Risk of bias within studies

The results of risk of bias assessment are summarized in Fig. 2. Among the eight studies, two studies (from a same clinical trial) were assessed as low risk of bias [17, 18], four were rated as unclear risk of bias [16, 19, 21, 22], and two were high risk of bias [20, 23]. Sixed studies adequately addressed random sequence generation [17,18,19, 21,22,23], and five of them were considered as reliable in allocation concealment [17,18,19, 21, 22]. The items regarding randomization and allocation concealment in CCT were set by default as high risk [20]. Since the use of vibrational devices, participants could not be blinded, which might influence the visual analogue scale scoring for pain perceptions. Therefore four studies were assessed as unclear risk for performance bias [16, 21,22,23]. Woodhouse et al. included a group of subjects using sham appliance and adequately considered the blind for participants regarding the allocation of functional and sham group [17]. Thus it was assessed as being free of performance bias [17]. Two studies did not report the details of missing data of drop-outs, thus were considered as unclear risk for attrition bias [16, 21]. High risk of other bias was present in two studies since split-mouth design and sponsorship from manufacturer of vibrational devices respectively [20, 23]. Unclear risk of other bias was detected in one study since root resorptions were evaluated using periapical radiographs [19].

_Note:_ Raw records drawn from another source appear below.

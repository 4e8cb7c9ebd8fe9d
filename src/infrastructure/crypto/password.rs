//! Password hashing utilities

pub use bcrypt::DEFAULT_COST;
use bcrypt::{hash, verify};

/// Hash a password using bcrypt with the given cost factor
pub fn hash_password(password: &str, cost: u32) -> Result<String, bcrypt::BcryptError> {
    hash(password, cost)
}

/// Verify a password against a hash
pub fn verify_password(password: &str, hash: &str) -> Result<bool, bcrypt::BcryptError> {
    verify(password, hash)
}

#[cfg(test)]
mod tests {
    use super::*;

    #[test]
    fn test_hash_and_verify() {
        let password = "secure_password_123";
        let hashed = hash_password(password, 4).unwrap();

        assert_ne!(hashed, password);
        assert!(verify_password(password, &hashed).unwrap());
        assert!(!verify_password("wrong_password", &hashed).unwrap());
    }
}
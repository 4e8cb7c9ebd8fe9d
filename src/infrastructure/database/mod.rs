pub mod entities;
pub mod migrator;
pub mod repositories;

use std::time::Duration;

use sea_orm::{ConnectOptions, Database, DatabaseConnection};
use tracing::info;

/// Database configuration
#[derive(Debug, Clone)]
pub struct DatabaseConfig {
    /// Database URL (e.g., "sqlite://./chargers.db?mode=rwc")
    pub url: String,
    pub max_connections: u32,
    pub connect_timeout_secs: u64,
}

impl Default for DatabaseConfig {
    fn default() -> Self {
        Self {
            url: "sqlite://./chargers.db?mode=rwc".to_string(),
            max_connections: 10,
            connect_timeout_secs: 8,
        }
    }
}

impl DatabaseConfig {
    /// URL that selects the non-persistent in-memory repositories.
    pub const MEMORY: &'static str = "memory";

    /// Create config for SQLite
    pub fn sqlite(path: &str) -> Self {
        Self {
            url: format!("sqlite://{}?mode=rwc", path),
            ..Self::default()
        }
    }

    pub fn is_memory(&self) -> bool {
        self.url == Self::MEMORY
    }
}

/// Initialize database connection
pub async fn init_database(config: &DatabaseConfig) -> Result<DatabaseConnection, sea_orm::DbErr> {
    info!("Connecting to database: {}", config.url);

    let timeout = Duration::from_secs(config.connect_timeout_secs);
    let mut options = ConnectOptions::new(config.url.clone());
    options
        .max_connections(config.max_connections)
        .connect_timeout(timeout)
        .acquire_timeout(timeout)
        .sqlx_logging(false);

    let db = Database::connect(options).await?;
    info!("Database connected successfully");
    Ok(db)
}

Risk of bias summary for included studies

Full size image

Description of interventions

All the included studies investigated the effects of vibrational stimulus on orthodontic treatment, but the procedures of vibrational stimulus and tooth movement differed (Tables 2, 3). One study adopted Tooth Masseuse that provided a vibrational force of 111 Hz and 0.06 N for 20 min per day [16]. Six studies used AcceleDent (OrthoAccel Technologies, Inc., Bellaire, TX) which delivers a vibrational force of 0.25 N with a frequency of 30 Hz [17,18,19, 21,22,23]. The other one study employed an electrical toothbrush with a vibration head (125 Hz) [20]. When concerning the type of tooth movement, six studies investigated mandibular teeth alignment [16,17,18,19, 21, 22] and the other two focused on maxillary canine retraction (Table 2) [20, 23].

Results of individual studies and data synthesis

Since the substantial differences in vibration parameters, type of tooth movement and outcome measurements among included studies (Tables 2, 3), it is difficult to quantitatively combine the original outcome. Thus, the results of included trials were summarized qualitatively. The quality of synthesized evidence for each outcome was assessed using GRADE approach and presented in Table 4.

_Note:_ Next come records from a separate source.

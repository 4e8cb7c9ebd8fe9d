use chrono::{DateTime, Utc};
use serde_json::Value;
use validator::Validate;

use super::{ConnectorType, StationStatus};
use crate::domain::geo::GeoPoint;
use crate::domain::Patch;

/// Station fields exactly as a client submitted them.
///
/// Values stay untyped JSON until the service has checked ownership, so a
/// mistyped field is reported as a validation problem instead of failing
/// the request outright.
#[derive(Debug, Clone, Default)]
pub struct CreateStationDto {
    pub name: Option<Value>,
    pub location: Option<Value>,
    pub status: Option<Value>,
    pub power_output: Option<Value>,
    pub connector_type: Option<Value>,
    pub address_display_name: Option<Value>,
}

/// Partial update, untyped like [`CreateStationDto`]. Only
/// `address_display_name` may be `Null`.
#[derive(Debug, Clone, Default)]
pub struct UpdateStationDto {
    pub name: Patch<Value>,
    pub location: Patch<Value>,
    pub status: Patch<Value>,
    pub power_output: Patch<Value>,
    pub connector_type: Patch<Value>,
    pub address_display_name: Patch<Value>,
}

/// Create fields after type narrowing. `None` means the field was missing
/// or mistyped and has already been reported; the rules below only check
/// values that are present.
#[derive(Debug, Default, Validate)]
pub struct StationDraft {
    #[validate(length(min = 1, message = "Charger name is required."))]
    pub name: Option<String>,
    pub location: Option<GeoPoint>,
    pub status: Option<StationStatus>,
    #[validate(range(min = 0.0, message = "Power output cannot be negative."))]
    pub power_output: Option<f64>,
    pub connector_type: Option<ConnectorType>,
    pub address_display_name: Option<String>,
}

/// Validated set of field changes handed to the repository.
///
/// `None` leaves the stored value untouched; for the address label
/// `Some(None)` clears it.
#[derive(Debug, Clone, PartialEq)]
pub struct StationChanges {
    pub name: Option<String>,
    pub location: Option<GeoPoint>,
    pub address_display_name: Option<Option<String>>,
    pub status: Option<StationStatus>,
    pub power_output: Option<f64>,
    pub connector_type: Option<ConnectorType>,
    pub updated_at: DateTime<Utc>,
}

impl StationChanges {
    pub fn new(updated_at: DateTime<Utc>) -> Self {
        Self {
            name: None,
            location: None,
            address_display_name: None,
            status: None,
            power_output: None,
            connector_type: None,
            updated_at,
        }
    }

    pub fn is_empty(&self) -> bool {
        self.name.is_none()
            && self.location.is_none()
            && self.address_display_name.is_none()
            && self.status.is_none()
            && self.power_output.is_none()
            && self.connector_type.is_none()
    }
}
//! Authentication module: register, login, current user

pub mod dto;
pub mod handlers;

pub use dto::*;
pub use handlers::*;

Rate of tooth movement in alignment

Miles et al. compared the reduction of irregularity index of mandibular anterior teeth between patients receiving vibrational stimulus (Tooth Masseuse) or not. No significant difference of mean irregularity index reduction between two groups was detected at 5 (50% vs 45%), 8 (61% vs 61%) or 10 weeks (65% vs 69%) after commencement [16]. Thereafter, Miles et al. investigated the effectiveness of AcceleDent device in another trial, and observed similar rates of anterior lower teeth alignment between experimental and control groups [22]. Woodhouse and DiBiase et al. conducted a RCT involving patients treated with AcceleDent vibrational device, nonfunctional device or orthodontic treatment only, and reported results of alignment rate in two publications. One study showed that the time required for initial and final alignment of mandibular dentition were similar among three groups (initial alignment: 56.3 vs 59.8 vs 61.0 day; final alignment: 210.2 vs 217.5 vs 200.7 day) [18]. Similarly, the other study demonstrated no difference in the average rate of initial alignment was observed (0.10 ± 0.05 mm vs 0.11 ± 0.06 mm vs 0.10 ± 0.05 mm) [17]. These two publications were considered as one study for constructing body evidence (Table 4). According to GRADE, the quality of evidence on the effect of vibrations on alignment is assessed as very low (Table 4).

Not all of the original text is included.